Task to complete = Line by line, check the data for the string "that" and state how many lines have it, nothing more.

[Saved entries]
──────────
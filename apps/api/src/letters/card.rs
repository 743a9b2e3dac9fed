//! Card projection of a single letter for the dashboard grid.
//!
//! Stateless: everything here is derived from the record. Actions carry only
//! the record id and point back at the letter endpoints.

use chrono::{DateTime, Utc};
use serde::Serialize;

use crate::letters::store::LetterAction;
use crate::models::letter::{CoverLetterRecord, LetterStatus};

/// Colour family of the status tag.
#[derive(Debug, Clone, Copy, Serialize, PartialEq, Eq)]
#[serde(rename_all = "lowercase")]
pub enum Tone {
    Neutral,
    Primary,
    Accent,
}

impl From<LetterStatus> for Tone {
    fn from(status: LetterStatus) -> Self {
        match status {
            LetterStatus::Draft => Tone::Neutral,
            LetterStatus::Generated => Tone::Primary,
            LetterStatus::Edited => Tone::Accent,
        }
    }
}

#[derive(Debug, Clone, Serialize, PartialEq, Eq)]
pub struct CardAction {
    pub action: LetterAction,
    pub method: &'static str,
    pub href: String,
}

#[derive(Debug, Clone, Serialize, PartialEq)]
#[serde(rename_all = "camelCase")]
pub struct CardView {
    pub id: String,
    pub title: String,
    pub company_name: String,
    pub position: String,
    pub created_at: DateTime<Utc>,
    /// Creation date as the dashboard shows it, e.g. `10/19/2026`.
    pub created_on: String,
    pub status: &'static str,
    pub tone: Tone,
    pub actions: Vec<CardAction>,
}

impl From<&CoverLetterRecord> for CardView {
    fn from(letter: &CoverLetterRecord) -> Self {
        CardView {
            id: letter.id.clone(),
            title: letter.title.clone(),
            company_name: letter.company_name.clone(),
            position: letter.position.clone(),
            created_at: letter.created_at,
            created_on: letter.created_at.format("%-m/%-d/%Y").to_string(),
            status: letter.status.as_str(),
            tone: Tone::from(letter.status),
            actions: card_actions(&letter.id),
        }
    }
}

fn card_actions(id: &str) -> Vec<CardAction> {
    let base = format!("/api/v1/letters/{id}");
    vec![
        CardAction {
            action: LetterAction::View,
            method: "GET",
            href: base.clone(),
        },
        CardAction {
            action: LetterAction::Edit,
            method: "POST",
            href: format!("{base}/edit"),
        },
        CardAction {
            action: LetterAction::Delete,
            method: "DELETE",
            href: base,
        },
    ]
}
use axum::Json;
use serde_json::{json, Value};

use crate::llm_client::MODEL;

/// GET /health
/// Returns a simple status object with service version and generation model.
pub async fn health_handler() -> Json<Value> {
    Json(json!({
        "status": "ok",
        "version": env!("CARGO_PKG_VERSION"),
        "service": "letterdesk-api",
        "model": MODEL
    }))
}
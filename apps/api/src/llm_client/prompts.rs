// Prompt constants and prompt-building for cover letter generation.

use crate::models::letter::LetterInput;

/// System instruction framing the assistant for every generation call.
pub const COVER_LETTER_SYSTEM: &str =
    "You are a professional resume writer who creates compelling, personalized cover letters.";

const NOT_PROVIDED: &str = "Not provided";

/// Cover letter prompt template. Every `{placeholder}` is replaced before sending.
pub const COVER_LETTER_PROMPT_TEMPLATE: &str = r#"Write a professional cover letter for the following job application.

Job Title: {job_title}
Company: {company_name}
Job Description: {job_description}

Applicant Information:
- Name: {name}
- Email: {email}
- Phone: {phone}
- Experience: {experience}
- Skills: {skills}

The letter should be tailored to the role and company, highlight the applicant's relevant experience and skills, and stay between three and four paragraphs. Do not invent contact details that were not provided."#;

/// Builds the user prompt from the form input, substituting "Not provided"
/// for blank fields.
pub fn build_cover_letter_prompt(input: &LetterInput) -> String {
    let info = &input.personal_info;
    COVER_LETTER_PROMPT_TEMPLATE
        .replace("{job_title}", or_not_provided(&input.job_title))
        .replace("{company_name}", or_not_provided(&input.company_name))
        .replace("{job_description}", or_not_provided(&input.job_description))
        .replace("{name}", or_not_provided(&info.name))
        .replace("{email}", or_not_provided(&info.email))
        .replace("{phone}", or_not_provided(&info.phone))
        .replace("{experience}", or_not_provided(&info.experience))
        .replace("{skills}", or_not_provided(&info.skills))
}

fn or_not_provided(value: &str) -> &str {
    let trimmed = value.trim();
    if trimmed.is_empty() {
        NOT_PROVIDED
    } else {
        trimmed
    }
}
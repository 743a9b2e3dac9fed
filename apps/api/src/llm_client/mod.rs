/// LLM Client — the single point of entry for chat-completion calls in Letterdesk.
///
/// ARCHITECTURAL RULE: No other module may call the provider API directly.
/// All generation requests MUST go through `CompletionProvider`.
///
/// One request per call. No retries: a failed generation is reported back to
/// the user, who decides whether to try again.
use std::time::Duration;

use async_trait::async_trait;
use reqwest::Client;
use serde::{Deserialize, Serialize};
use serde_json::Value;
use thiserror::Error;
use tracing::debug;

pub mod prompts;

pub const DEFAULT_BASE_URL: &str = "https://api.openai.com/v1";
/// The model used for every cover letter.
/// Hardcoded so that letters stay comparable across sessions.
pub const MODEL: &str = "gpt-3.5-turbo";
pub const TEMPERATURE: f32 = 0.7;
pub const MAX_TOKENS: u32 = 1000;

#[derive(Debug, Error)]
pub enum LlmError {
    #[error("HTTP error: {0}")]
    Http(#[from] reqwest::Error),

    #[error("API error (status {status}): {message}")]
    Api { status: u16, message: String },

    #[error("JSON parse error: {0}")]
    Parse(#[from] serde_json::Error),
}

#[derive(Debug, Serialize)]
struct ChatCompletionRequest<'a> {
    model: &'a str,
    messages: Vec<ChatMessage<'a>>,
    temperature: f32,
    max_tokens: u32,
}

#[derive(Debug, Serialize)]
struct ChatMessage<'a> {
    role: &'a str,
    content: &'a str,
}

#[derive(Debug, Deserialize)]
struct ProviderError {
    error: ProviderErrorBody,
}

#[derive(Debug, Deserialize)]
struct ProviderErrorBody {
    message: String,
}

/// Anything that can turn a (system, prompt) pair into letter text.
///
/// Carried in `AppState` as `Arc<dyn CompletionProvider>` so tests can swap
/// in scripted providers.
#[async_trait]
pub trait CompletionProvider: Send + Sync {
    /// Issues exactly one completion request authorised by `api_key` and
    /// returns the text of the first choice, or `""` when the provider answers
    /// 2xx with an unexpected shape.
    async fn complete(&self, api_key: &str, system: &str, prompt: &str)
        -> Result<String, LlmError>;
}

/// OpenAI-compatible `/chat/completions` client.
#[derive(Clone)]
pub struct ChatCompletionClient {
    client: Client,
    base_url: String,
}

impl ChatCompletionClient {
    pub fn new(base_url: &str, timeout: Duration) -> Result<Self, LlmError> {
        Ok(Self {
            client: Client::builder().timeout(timeout).build()?,
            base_url: base_url.trim_end_matches('/').to_string(),
        })
    }

    fn endpoint(&self) -> String {
        format!("{}/chat/completions", self.base_url)
    }
}

#[async_trait]
impl CompletionProvider for ChatCompletionClient {
    async fn complete(
        &self,
        api_key: &str,
        system: &str,
        prompt: &str,
    ) -> Result<String, LlmError> {
        let request_body = ChatCompletionRequest {
            model: MODEL,
            messages: vec![
                ChatMessage {
                    role: "system",
                    content: system,
                },
                ChatMessage {
                    role: "user",
                    content: prompt,
                },
            ],
            temperature: TEMPERATURE,
            max_tokens: MAX_TOKENS,
        };

        let response = self
            .client
            .post(self.endpoint())
            .bearer_auth(api_key)
            .header("content-type", "application/json")
            .json(&request_body)
            .send()
            .await?;

        let status = response.status();
        let body = response.text().await?;

        if !status.is_success() {
            // Every non-2xx is the same failure to the caller; keep the
            // provider's message for the logs only.
            let message = serde_json::from_str::<ProviderError>(&body)
                .map(|e| e.error.message)
                .unwrap_or(body);
            return Err(LlmError::Api {
                status: status.as_u16(),
                message,
            });
        }

        let value: Value = serde_json::from_str(&body)?;

        if let Some(usage) = value.get("usage") {
            debug!(
                "Completion succeeded: prompt_tokens={}, completion_tokens={}",
                usage["prompt_tokens"], usage["completion_tokens"]
            );
        }

        Ok(first_choice_text(&value).to_string())
    }
}

/// Text of `choices[0].message.content`, or `""` if any step is missing.
pub fn first_choice_text(value: &Value) -> &str {
    value
        .pointer("/choices/0/message/content")
        .and_then(Value::as_str)
        .unwrap_or_default()
}
//! Request/Response Logging
//!
//! Every chat request, chat response and health check produces a
//! [`LogEntry`]. Entries go to a [`RequestLog`] sink:
//!
//! - [`TracingRequestLog`]: structured `tracing` events (default)
//! - [`JsonLinesRequestLog`]: one JSON object per line in a file, written by a
//!   background task so request handlers never block on disk
//! - [`MemoryRequestLog`]: kept in memory, for tests
//!
//! Logging never fails a request. Write errors are reported through `tracing`
//! and the entry is dropped.

use std::path::{Path, PathBuf};

use chrono::{SecondsFormat, Utc};
use parking_lot::Mutex;
use serde::{Deserialize, Serialize};
use tokio::io::AsyncWriteExt;
use tokio::sync::mpsc;
use tokio::task::JoinHandle;

/// Kind of logged event
#[derive(Clone, Copy, Debug, PartialEq, Eq, Serialize, Deserialize)]
#[serde(rename_all = "snake_case")]
pub enum LogEvent {
    /// A chat request was accepted
    Request,
    /// A chat answer was returned
    Response,
    /// The health endpoint was hit
    HealthCheck,
}

/// One request log record
#[derive(Clone, Debug, PartialEq, Eq, Serialize, Deserialize)]
pub struct LogEntry {
    /// Session the entry belongs to
    #[serde(skip_serializing_if = "Option::is_none")]
    pub session_id: Option<String>,
    /// Prompt text, for request entries
    #[serde(skip_serializing_if = "Option::is_none")]
    pub prompt: Option<String>,
    /// Answer text, for response entries
    #[serde(skip_serializing_if = "Option::is_none")]
    pub response: Option<String>,
    /// RFC 3339 UTC timestamp
    pub timestamp: String,
    /// Caller address
    #[serde(skip_serializing_if = "Option::is_none")]
    pub ip_address: Option<String>,
    /// What happened
    pub event: LogEvent,
}

impl LogEntry {
    fn new(event: LogEvent, ip_address: Option<&str>) -> Self {
        Self {
            session_id: None,
            prompt: None,
            response: None,
            timestamp: Utc::now().to_rfc3339_opts(SecondsFormat::Millis, true),
            ip_address: ip_address.map(str::to_string),
            event,
        }
    }

    /// Entry for an accepted chat request
    #[must_use]
    pub fn request(session_id: &str, prompt: &str, ip_address: Option<&str>) -> Self {
        Self {
            session_id: Some(session_id.to_string()),
            prompt: Some(prompt.to_string()),
            ..Self::new(LogEvent::Request, ip_address)
        }
    }

    /// Entry for a returned chat answer
    #[must_use]
    pub fn response(session_id: &str, response: &str, ip_address: Option<&str>) -> Self {
        Self {
            session_id: Some(session_id.to_string()),
            response: Some(response.to_string()),
            ..Self::new(LogEvent::Response, ip_address)
        }
    }

    /// Entry for a health check
    #[must_use]
    pub fn health_check(ip_address: Option<&str>) -> Self {
        Self::new(LogEvent::HealthCheck, ip_address)
    }
}

/// Destination for request log entries
pub trait RequestLog: Send + Sync {
    /// Record one entry; must not block or fail the caller
    fn record(&self, entry: LogEntry);
}

/// Emits entries as structured `tracing` events
#[derive(Clone, Copy, Debug, Default)]
pub struct TracingRequestLog;

impl RequestLog for TracingRequestLog {
    fn record(&self, entry: LogEntry) {
        tracing::info!(
            target: "gateway_core::request_log",
            event = ?entry.event,
            session_id = entry.session_id.as_deref().unwrap_or("-"),
            ip_address = entry.ip_address.as_deref().unwrap_or("-"),
            prompt_len = entry.prompt.as_ref().map_or(0, String::len),
            response_len = entry.response.as_ref().map_or(0, String::len),
            timestamp = %entry.timestamp,
            "request log"
        );
    }
}

/// Keeps entries in memory
#[derive(Debug, Default)]
pub struct MemoryRequestLog {
    entries: Mutex<Vec<LogEntry>>,
}

impl MemoryRequestLog {
    /// Create an empty log
    #[must_use]
    pub fn new() -> Self {
        Self::default()
    }

    /// Snapshot of recorded entries
    #[must_use]
    pub fn entries(&self) -> Vec<LogEntry> {
        self.entries.lock().clone()
    }

    /// Recorded entries of one kind
    #[must_use]
    pub fn events(&self, event: LogEvent) -> Vec<LogEntry> {
        self.entries
            .lock()
            .iter()
            .filter(|e| e.event == event)
            .cloned()
            .collect()
    }
}

impl RequestLog for MemoryRequestLog {
    fn record(&self, entry: LogEntry) {
        self.entries.lock().push(entry);
    }
}

/// Channel capacity between handlers and the file writer
const WRITER_CAPACITY: usize = 1024;

/// Appends entries as JSON lines to a file
///
/// The file is opened in append mode. A background task owns it and writes
/// entries in arrival order. Call [`JsonLinesRequestLog::shutdown`] to flush
/// before exit.
pub struct JsonLinesRequestLog {
    path: PathBuf,
    tx: mpsc::Sender<LogEntry>,
    writer: Mutex<Option<JoinHandle<()>>>,
}

impl JsonLinesRequestLog {
    /// Open (or create) `path` and start the writer task
    ///
    /// # Errors
    ///
    /// Returns an error if the file cannot be opened or its parent directory
    /// cannot be created.
    pub async fn open(path: impl AsRef<Path>) -> std::io::Result<Self> {
        let path = path.as_ref().to_path_buf();
        if let Some(parent) = path.parent() {
            if !parent.as_os_str().is_empty() {
                tokio::fs::create_dir_all(parent).await?;
            }
        }

        let file = tokio::fs::OpenOptions::new()
            .create(true)
            .append(true)
            .open(&path)
            .await?;

        let (tx, rx) = mpsc::channel(WRITER_CAPACITY);
        let writer = tokio::spawn(write_entries(file, rx, path.clone()));

        tracing::info!(path = %path.display(), "Request log opened");

        Ok(Self {
            path,
            tx,
            writer: Mutex::new(Some(writer)),
        })
    }

    /// Path of the log file
    #[must_use]
    pub fn path(&self) -> &Path {
        &self.path
    }

    /// Stop accepting entries and wait until queued ones are written
    pub async fn shutdown(self) {
        let Self { tx, writer, .. } = self;
        drop(tx);
        let handle = writer.lock().take();
        if let Some(handle) = handle {
            if let Err(e) = handle.await {
                tracing::warn!(error = %e, "Request log writer task failed");
            }
        }
    }
}

impl RequestLog for JsonLinesRequestLog {
    fn record(&self, entry: LogEntry) {
        if let Err(e) = self.tx.try_send(entry) {
            tracing::warn!(error = %e, path = %self.path.display(), "Dropping request log entry");
        }
    }
}

impl std::fmt::Debug for JsonLinesRequestLog {
    fn fmt(&self, f: &mut std::fmt::Formatter<'_>) -> std::fmt::Result {
        f.debug_struct("JsonLinesRequestLog")
            .field("path", &self.path)
            .finish_non_exhaustive()
    }
}

async fn write_entries(mut file: tokio::fs::File, mut rx: mpsc::Receiver<LogEntry>, path: PathBuf) {
    while let Some(entry) = rx.recv().await {
        let mut line = match serde_json::to_vec(&entry) {
            Ok(line) => line,
            Err(e) => {
                tracing::warn!(error = %e, "Failed to serialize request log entry");
                continue;
            }
        };
        line.push(b'\n');

        if let Err(e) = file.write_all(&line).await {
            tracing::warn!(error = %e, path = %path.display(), "Failed to write request log entry");
        }
    }

    if let Err(e) = file.flush().await {
        tracing::warn!(error = %e, path = %path.display(), "Failed to flush request log");
    }
}

#[cfg(test)]
mod tests {
    use super::*;
    use tempfile::tempdir;

    #[test]
    fn test_request_entry_serialization() {
        let entry = LogEntry::request("s-1", "What is X?", Some("10.0.0.1"));
        let json = serde_json::to_value(&entry).unwrap();

        assert_eq!(json["session_id"], "s-1");
        assert_eq!(json["prompt"], "What is X?");
        assert_eq!(json["ip_address"], "10.0.0.1");
        assert_eq!(json["event"], "request");
        assert!(json.get("response").is_none());
        assert!(json["timestamp"].as_str().unwrap().ends_with('Z'));
    }

    #[test]
    fn test_health_check_entry() {
        let entry = LogEntry::health_check(None);
        let json = serde_json::to_value(&entry).unwrap();
        assert_eq!(json["event"], "health_check");
        assert!(json.get("session_id").is_none());
    }

    #[test]
    fn test_memory_log_filters_events() {
        let log = MemoryRequestLog::new();
        log.record(LogEntry::request("s", "p", None));
        log.record(LogEntry::response("s", "r", None));
        log.record(LogEntry::health_check(None));

        assert_eq!(log.entries().len(), 3);
        assert_eq!(log.events(LogEvent::Response)[0].response.as_deref(), Some("r"));
    }

    #[tokio::test]
    async fn test_json_lines_log_appends_entries() {
        let dir = tempdir().unwrap();
        let path = dir.path().join("logs").join("requests.jsonl");

        let log = JsonLinesRequestLog::open(&path).await.unwrap();
        log.record(LogEntry::request("s-1", "hello", Some("127.0.0.1")));
        log.record(LogEntry::response("s-1", "hi", Some("127.0.0.1")));
        log.shutdown().await;

        let content = tokio::fs::read_to_string(&path).await.unwrap();
        let entries: Vec<LogEntry> = content
            .lines()
            .map(|l| serde_json::from_str(l).unwrap())
            .collect();

        assert_eq!(entries.len(), 2);
        assert_eq!(entries[0].event, LogEvent::Request);
        assert_eq!(entries[1].response.as_deref(), Some("hi"));
    }
}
──────────
Task solution = 3